*** Block opens ***
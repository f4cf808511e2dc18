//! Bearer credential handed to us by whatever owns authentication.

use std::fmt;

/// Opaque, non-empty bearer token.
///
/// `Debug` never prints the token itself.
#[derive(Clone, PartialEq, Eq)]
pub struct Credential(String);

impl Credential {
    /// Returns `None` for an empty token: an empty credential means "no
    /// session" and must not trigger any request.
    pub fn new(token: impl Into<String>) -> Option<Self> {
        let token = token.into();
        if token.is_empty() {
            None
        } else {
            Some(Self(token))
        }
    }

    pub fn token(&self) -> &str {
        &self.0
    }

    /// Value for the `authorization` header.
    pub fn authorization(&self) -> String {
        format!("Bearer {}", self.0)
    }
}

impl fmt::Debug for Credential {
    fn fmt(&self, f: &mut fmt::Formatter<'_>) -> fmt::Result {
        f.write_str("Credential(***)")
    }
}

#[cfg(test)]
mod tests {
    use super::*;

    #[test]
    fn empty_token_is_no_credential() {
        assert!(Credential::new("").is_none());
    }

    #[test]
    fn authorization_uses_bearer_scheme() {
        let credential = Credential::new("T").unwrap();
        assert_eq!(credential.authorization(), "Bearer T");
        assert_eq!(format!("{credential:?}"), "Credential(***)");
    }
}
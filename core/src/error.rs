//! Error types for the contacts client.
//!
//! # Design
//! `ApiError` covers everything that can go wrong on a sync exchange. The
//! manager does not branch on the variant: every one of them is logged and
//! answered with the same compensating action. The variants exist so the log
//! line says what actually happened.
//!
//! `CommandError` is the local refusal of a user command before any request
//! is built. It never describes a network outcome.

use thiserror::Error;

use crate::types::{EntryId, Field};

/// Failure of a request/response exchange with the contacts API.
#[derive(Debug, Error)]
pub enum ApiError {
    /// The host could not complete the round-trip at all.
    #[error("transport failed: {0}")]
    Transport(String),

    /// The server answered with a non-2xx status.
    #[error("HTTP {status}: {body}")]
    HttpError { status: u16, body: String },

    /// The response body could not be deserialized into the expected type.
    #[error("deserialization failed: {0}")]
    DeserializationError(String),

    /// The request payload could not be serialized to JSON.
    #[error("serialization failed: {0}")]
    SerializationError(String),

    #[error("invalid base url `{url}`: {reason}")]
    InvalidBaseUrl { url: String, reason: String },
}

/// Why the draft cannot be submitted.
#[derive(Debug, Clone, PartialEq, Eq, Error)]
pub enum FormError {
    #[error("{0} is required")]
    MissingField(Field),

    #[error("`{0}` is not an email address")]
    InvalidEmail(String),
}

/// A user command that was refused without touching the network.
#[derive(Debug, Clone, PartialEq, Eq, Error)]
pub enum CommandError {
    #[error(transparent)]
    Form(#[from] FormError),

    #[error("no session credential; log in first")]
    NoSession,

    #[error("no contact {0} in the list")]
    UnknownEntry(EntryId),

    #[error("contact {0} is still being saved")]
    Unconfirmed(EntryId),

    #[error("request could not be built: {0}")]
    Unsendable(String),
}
*** Block closes ***
* [Exercise prompt] The lines from the top of the data above down to the line containing "trigger any request." are to be copied exactly; no other line should appear.

* [Solution for this task]
repository f4cf808511e2dc18
//! Bearer credential handed to us by whatever owns authentication.

use std::fmt;

/// Opaque, non-empty bearer token.
///
/// `Debug` never prints the token itself.
#[derive(Clone, PartialEq, Eq)]
pub struct Credential(String);

impl Credential {
    /// Returns `None` for an empty token: an empty credential means "no
    /// session" and must not trigger any request.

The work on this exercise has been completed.